#### ACTIVITY
Go line by line through the data below, counting each one that has "parked", and give the final count only.

= = = = =

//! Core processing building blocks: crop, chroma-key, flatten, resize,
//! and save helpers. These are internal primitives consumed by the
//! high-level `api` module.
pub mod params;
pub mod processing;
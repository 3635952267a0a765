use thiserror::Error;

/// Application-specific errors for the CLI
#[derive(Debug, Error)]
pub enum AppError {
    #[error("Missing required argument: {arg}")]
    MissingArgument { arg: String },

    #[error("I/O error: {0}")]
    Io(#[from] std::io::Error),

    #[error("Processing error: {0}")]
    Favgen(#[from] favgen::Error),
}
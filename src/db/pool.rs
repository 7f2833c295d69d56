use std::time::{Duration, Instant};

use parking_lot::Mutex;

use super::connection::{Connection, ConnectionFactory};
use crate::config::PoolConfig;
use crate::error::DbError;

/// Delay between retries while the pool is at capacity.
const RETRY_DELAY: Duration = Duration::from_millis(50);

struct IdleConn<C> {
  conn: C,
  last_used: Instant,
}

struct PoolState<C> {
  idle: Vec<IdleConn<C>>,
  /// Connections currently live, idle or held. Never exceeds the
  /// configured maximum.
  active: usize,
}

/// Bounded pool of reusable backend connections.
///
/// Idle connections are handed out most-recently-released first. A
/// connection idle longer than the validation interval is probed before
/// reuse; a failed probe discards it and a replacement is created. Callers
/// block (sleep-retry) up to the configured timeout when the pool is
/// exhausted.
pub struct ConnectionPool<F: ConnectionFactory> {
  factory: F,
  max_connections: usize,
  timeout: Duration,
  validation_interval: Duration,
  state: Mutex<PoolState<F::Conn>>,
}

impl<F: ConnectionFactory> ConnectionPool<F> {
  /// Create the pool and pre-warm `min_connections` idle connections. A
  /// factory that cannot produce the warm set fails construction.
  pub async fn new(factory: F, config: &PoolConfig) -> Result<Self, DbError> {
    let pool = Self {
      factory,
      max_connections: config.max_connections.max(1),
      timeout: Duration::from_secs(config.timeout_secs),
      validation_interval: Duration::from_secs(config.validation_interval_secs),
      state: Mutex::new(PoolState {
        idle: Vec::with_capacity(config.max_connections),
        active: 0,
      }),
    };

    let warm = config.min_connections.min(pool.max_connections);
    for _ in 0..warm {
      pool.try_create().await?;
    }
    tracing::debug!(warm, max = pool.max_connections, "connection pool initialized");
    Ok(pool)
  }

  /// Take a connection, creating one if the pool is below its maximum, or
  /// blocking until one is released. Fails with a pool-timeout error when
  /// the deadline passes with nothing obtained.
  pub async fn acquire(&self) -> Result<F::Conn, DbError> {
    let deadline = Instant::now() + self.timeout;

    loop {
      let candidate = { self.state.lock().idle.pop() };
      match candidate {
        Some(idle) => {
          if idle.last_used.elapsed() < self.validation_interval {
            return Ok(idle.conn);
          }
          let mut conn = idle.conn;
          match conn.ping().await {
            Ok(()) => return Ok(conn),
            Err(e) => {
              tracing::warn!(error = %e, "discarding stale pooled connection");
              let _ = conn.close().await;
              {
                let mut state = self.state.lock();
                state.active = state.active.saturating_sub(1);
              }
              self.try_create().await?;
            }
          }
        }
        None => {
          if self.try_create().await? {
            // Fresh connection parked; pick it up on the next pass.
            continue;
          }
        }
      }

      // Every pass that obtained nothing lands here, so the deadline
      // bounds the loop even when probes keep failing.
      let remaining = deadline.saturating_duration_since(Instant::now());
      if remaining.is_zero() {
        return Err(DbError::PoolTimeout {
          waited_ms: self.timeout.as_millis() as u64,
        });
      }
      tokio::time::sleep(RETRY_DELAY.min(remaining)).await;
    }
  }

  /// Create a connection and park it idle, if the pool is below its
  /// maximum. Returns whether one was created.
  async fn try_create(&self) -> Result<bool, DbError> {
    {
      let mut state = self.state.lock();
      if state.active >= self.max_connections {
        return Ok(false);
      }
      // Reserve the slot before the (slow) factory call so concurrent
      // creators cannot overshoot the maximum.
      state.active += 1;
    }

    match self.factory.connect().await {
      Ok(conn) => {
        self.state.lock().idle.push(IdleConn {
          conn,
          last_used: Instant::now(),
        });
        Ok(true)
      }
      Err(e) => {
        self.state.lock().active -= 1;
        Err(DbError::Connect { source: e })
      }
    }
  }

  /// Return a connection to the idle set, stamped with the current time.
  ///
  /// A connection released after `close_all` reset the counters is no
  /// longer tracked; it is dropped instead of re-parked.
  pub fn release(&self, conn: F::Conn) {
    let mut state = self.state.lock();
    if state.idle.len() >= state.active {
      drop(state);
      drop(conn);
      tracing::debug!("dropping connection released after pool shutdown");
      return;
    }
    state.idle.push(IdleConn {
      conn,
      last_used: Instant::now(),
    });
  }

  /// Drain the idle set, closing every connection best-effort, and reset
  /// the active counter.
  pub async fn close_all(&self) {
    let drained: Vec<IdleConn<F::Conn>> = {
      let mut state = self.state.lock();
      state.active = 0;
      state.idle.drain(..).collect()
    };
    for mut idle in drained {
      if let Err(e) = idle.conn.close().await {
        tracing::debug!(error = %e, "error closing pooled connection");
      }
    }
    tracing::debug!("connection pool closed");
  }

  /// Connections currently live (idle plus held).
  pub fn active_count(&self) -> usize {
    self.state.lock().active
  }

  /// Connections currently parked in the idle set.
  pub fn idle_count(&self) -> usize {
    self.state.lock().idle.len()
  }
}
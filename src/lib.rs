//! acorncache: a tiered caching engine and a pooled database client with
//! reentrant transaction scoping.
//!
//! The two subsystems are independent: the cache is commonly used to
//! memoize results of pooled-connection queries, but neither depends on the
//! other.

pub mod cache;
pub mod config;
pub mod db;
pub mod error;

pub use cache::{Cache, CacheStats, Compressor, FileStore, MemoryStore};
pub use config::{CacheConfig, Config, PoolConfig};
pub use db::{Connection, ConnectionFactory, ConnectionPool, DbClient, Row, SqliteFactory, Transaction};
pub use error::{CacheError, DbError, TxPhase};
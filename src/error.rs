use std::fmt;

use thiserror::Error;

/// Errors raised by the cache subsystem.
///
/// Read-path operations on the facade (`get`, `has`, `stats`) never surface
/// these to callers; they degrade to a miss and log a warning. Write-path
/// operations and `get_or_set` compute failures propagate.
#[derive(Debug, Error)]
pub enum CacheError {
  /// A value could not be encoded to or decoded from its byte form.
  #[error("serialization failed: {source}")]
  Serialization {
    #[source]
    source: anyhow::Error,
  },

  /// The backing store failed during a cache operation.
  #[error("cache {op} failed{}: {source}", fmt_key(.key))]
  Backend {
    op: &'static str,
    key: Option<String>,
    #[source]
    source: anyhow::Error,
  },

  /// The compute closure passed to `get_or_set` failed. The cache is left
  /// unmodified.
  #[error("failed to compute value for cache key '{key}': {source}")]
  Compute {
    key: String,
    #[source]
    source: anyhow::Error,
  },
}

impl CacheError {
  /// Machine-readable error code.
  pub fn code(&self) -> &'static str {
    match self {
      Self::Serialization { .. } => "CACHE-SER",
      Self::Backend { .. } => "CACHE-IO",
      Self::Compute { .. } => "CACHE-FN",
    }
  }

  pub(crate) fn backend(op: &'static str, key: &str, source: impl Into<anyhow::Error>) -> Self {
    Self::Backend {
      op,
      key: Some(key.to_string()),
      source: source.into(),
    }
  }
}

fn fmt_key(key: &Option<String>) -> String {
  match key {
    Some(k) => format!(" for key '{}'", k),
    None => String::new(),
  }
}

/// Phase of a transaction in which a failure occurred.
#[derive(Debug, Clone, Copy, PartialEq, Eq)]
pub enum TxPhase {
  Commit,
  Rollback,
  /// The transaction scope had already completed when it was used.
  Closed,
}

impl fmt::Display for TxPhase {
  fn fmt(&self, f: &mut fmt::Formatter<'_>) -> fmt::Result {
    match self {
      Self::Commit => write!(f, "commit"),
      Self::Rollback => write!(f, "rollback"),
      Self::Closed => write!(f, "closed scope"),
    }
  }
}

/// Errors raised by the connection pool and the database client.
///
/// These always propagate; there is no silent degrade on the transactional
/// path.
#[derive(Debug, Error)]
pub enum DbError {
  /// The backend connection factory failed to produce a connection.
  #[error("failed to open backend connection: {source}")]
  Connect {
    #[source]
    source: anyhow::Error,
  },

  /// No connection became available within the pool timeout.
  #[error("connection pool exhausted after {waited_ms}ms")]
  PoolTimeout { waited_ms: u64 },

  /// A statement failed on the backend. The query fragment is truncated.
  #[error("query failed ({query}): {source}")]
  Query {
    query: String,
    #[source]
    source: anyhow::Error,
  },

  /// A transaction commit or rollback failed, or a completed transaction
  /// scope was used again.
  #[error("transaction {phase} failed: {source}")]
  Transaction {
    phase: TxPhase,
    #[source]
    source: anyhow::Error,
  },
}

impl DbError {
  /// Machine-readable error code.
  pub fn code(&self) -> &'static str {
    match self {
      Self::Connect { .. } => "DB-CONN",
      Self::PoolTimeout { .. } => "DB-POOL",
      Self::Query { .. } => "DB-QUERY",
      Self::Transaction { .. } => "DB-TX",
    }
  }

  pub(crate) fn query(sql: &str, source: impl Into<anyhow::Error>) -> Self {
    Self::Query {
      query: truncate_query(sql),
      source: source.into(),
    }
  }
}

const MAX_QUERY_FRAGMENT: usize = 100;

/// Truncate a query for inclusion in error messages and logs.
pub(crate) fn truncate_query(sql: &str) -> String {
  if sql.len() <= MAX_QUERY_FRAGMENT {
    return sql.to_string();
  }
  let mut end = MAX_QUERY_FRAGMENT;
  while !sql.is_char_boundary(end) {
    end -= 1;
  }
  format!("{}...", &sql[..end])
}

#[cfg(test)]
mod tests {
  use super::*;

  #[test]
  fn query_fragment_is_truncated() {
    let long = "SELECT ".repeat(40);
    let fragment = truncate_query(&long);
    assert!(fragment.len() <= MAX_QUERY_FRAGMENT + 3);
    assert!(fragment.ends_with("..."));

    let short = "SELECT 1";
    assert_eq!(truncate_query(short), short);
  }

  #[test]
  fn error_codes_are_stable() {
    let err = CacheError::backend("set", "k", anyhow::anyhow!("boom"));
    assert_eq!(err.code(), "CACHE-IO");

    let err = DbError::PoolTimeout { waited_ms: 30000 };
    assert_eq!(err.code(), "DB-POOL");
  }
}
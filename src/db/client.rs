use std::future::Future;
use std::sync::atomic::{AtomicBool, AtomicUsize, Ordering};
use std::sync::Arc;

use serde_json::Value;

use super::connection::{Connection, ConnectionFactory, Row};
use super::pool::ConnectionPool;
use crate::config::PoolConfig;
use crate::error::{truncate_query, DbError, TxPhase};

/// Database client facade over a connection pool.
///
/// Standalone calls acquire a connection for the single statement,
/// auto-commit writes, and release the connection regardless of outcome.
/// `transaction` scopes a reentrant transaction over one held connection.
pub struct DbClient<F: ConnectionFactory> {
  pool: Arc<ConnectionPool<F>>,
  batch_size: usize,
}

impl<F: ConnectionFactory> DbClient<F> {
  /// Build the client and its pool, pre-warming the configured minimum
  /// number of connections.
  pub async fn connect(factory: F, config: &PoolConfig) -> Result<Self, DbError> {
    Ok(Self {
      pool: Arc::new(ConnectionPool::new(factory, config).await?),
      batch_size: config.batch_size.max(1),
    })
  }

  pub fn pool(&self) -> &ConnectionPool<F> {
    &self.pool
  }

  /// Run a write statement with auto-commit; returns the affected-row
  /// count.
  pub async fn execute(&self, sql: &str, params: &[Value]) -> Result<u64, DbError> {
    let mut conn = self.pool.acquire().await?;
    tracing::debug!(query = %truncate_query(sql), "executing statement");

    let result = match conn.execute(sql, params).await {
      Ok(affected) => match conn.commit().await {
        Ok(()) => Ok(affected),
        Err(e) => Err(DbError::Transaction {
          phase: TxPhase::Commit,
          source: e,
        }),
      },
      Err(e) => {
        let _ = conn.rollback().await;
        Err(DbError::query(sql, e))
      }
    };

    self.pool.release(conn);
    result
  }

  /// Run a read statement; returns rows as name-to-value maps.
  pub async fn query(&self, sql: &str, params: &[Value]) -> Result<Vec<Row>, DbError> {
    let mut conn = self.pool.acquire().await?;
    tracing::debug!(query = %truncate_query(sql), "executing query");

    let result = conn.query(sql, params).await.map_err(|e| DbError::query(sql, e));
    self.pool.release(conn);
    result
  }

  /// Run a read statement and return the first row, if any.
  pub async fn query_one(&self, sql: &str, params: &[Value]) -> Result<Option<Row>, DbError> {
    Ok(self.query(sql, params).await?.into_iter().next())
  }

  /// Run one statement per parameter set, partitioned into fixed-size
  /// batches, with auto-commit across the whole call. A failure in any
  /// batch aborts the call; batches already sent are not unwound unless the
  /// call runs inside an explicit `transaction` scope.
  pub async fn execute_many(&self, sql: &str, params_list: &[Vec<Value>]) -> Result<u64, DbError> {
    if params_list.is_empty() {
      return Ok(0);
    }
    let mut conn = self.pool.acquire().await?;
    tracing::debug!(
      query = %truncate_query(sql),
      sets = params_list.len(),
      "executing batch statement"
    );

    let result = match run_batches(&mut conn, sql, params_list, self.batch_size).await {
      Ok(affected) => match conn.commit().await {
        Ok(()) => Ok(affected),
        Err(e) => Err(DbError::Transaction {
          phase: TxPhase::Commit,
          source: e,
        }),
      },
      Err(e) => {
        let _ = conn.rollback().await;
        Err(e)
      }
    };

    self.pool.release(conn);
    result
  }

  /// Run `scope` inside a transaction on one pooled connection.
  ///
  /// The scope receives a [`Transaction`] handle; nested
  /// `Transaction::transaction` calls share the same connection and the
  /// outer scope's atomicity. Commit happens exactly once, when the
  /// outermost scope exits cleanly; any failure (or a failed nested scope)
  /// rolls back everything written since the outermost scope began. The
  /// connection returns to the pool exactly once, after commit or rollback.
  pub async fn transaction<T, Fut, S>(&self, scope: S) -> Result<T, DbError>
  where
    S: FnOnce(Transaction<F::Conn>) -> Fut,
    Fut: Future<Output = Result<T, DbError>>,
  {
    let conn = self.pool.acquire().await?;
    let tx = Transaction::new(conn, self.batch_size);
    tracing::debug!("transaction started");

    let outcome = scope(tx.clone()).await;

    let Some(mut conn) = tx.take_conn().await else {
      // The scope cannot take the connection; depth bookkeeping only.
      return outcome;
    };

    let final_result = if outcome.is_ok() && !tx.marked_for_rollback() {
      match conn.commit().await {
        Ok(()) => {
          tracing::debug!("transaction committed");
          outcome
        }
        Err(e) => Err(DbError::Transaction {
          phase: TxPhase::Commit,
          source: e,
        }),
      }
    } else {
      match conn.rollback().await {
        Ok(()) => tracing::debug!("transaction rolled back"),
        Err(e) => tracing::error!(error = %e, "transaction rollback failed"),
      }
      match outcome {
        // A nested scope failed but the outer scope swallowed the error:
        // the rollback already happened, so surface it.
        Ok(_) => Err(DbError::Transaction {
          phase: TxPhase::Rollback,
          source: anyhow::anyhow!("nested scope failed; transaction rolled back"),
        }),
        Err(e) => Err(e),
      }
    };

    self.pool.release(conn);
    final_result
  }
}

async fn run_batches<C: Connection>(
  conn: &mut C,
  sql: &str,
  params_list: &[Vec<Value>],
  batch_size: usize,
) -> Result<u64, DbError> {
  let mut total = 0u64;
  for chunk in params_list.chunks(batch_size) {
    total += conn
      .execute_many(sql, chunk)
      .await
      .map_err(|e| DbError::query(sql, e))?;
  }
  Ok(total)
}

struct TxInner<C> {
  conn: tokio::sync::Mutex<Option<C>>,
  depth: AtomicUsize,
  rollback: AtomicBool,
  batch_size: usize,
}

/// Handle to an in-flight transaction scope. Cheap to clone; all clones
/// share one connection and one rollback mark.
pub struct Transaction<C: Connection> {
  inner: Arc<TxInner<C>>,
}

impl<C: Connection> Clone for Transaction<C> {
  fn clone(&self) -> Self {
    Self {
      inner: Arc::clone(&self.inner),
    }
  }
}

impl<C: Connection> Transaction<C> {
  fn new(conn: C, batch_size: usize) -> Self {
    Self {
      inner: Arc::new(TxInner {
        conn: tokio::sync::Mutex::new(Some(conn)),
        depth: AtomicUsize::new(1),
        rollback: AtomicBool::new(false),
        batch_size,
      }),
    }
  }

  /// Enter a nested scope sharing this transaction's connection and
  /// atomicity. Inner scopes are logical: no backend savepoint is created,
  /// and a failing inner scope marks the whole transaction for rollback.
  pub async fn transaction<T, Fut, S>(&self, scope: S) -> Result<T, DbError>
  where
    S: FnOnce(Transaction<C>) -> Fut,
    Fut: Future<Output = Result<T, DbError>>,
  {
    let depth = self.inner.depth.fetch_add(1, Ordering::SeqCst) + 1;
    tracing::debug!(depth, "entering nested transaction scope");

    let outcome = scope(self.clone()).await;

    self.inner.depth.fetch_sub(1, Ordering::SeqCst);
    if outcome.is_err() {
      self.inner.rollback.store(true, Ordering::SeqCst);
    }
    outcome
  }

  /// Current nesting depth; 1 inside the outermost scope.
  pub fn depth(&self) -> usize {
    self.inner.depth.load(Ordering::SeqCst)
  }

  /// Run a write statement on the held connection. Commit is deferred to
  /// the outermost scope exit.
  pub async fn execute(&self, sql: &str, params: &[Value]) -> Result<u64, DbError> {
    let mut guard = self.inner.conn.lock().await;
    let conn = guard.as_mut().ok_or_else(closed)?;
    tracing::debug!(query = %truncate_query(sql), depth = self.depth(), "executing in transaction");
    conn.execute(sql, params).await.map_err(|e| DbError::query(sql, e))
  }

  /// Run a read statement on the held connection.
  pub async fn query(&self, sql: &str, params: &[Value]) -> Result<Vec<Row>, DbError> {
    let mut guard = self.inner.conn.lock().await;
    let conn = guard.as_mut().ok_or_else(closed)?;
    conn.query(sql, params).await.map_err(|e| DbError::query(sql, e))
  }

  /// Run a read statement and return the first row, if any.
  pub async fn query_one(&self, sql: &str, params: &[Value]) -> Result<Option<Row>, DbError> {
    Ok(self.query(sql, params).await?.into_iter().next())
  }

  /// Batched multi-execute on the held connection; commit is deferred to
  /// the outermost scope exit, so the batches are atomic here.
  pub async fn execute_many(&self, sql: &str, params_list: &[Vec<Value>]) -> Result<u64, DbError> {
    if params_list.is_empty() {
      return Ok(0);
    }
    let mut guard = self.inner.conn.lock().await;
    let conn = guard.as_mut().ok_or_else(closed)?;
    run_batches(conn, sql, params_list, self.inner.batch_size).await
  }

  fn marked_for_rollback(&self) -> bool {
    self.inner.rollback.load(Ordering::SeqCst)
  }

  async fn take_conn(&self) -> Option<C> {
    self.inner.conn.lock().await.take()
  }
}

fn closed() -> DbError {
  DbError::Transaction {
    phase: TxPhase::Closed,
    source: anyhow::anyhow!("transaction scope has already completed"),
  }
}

= = = = =

#### REPLY TO THE EXERCISE
3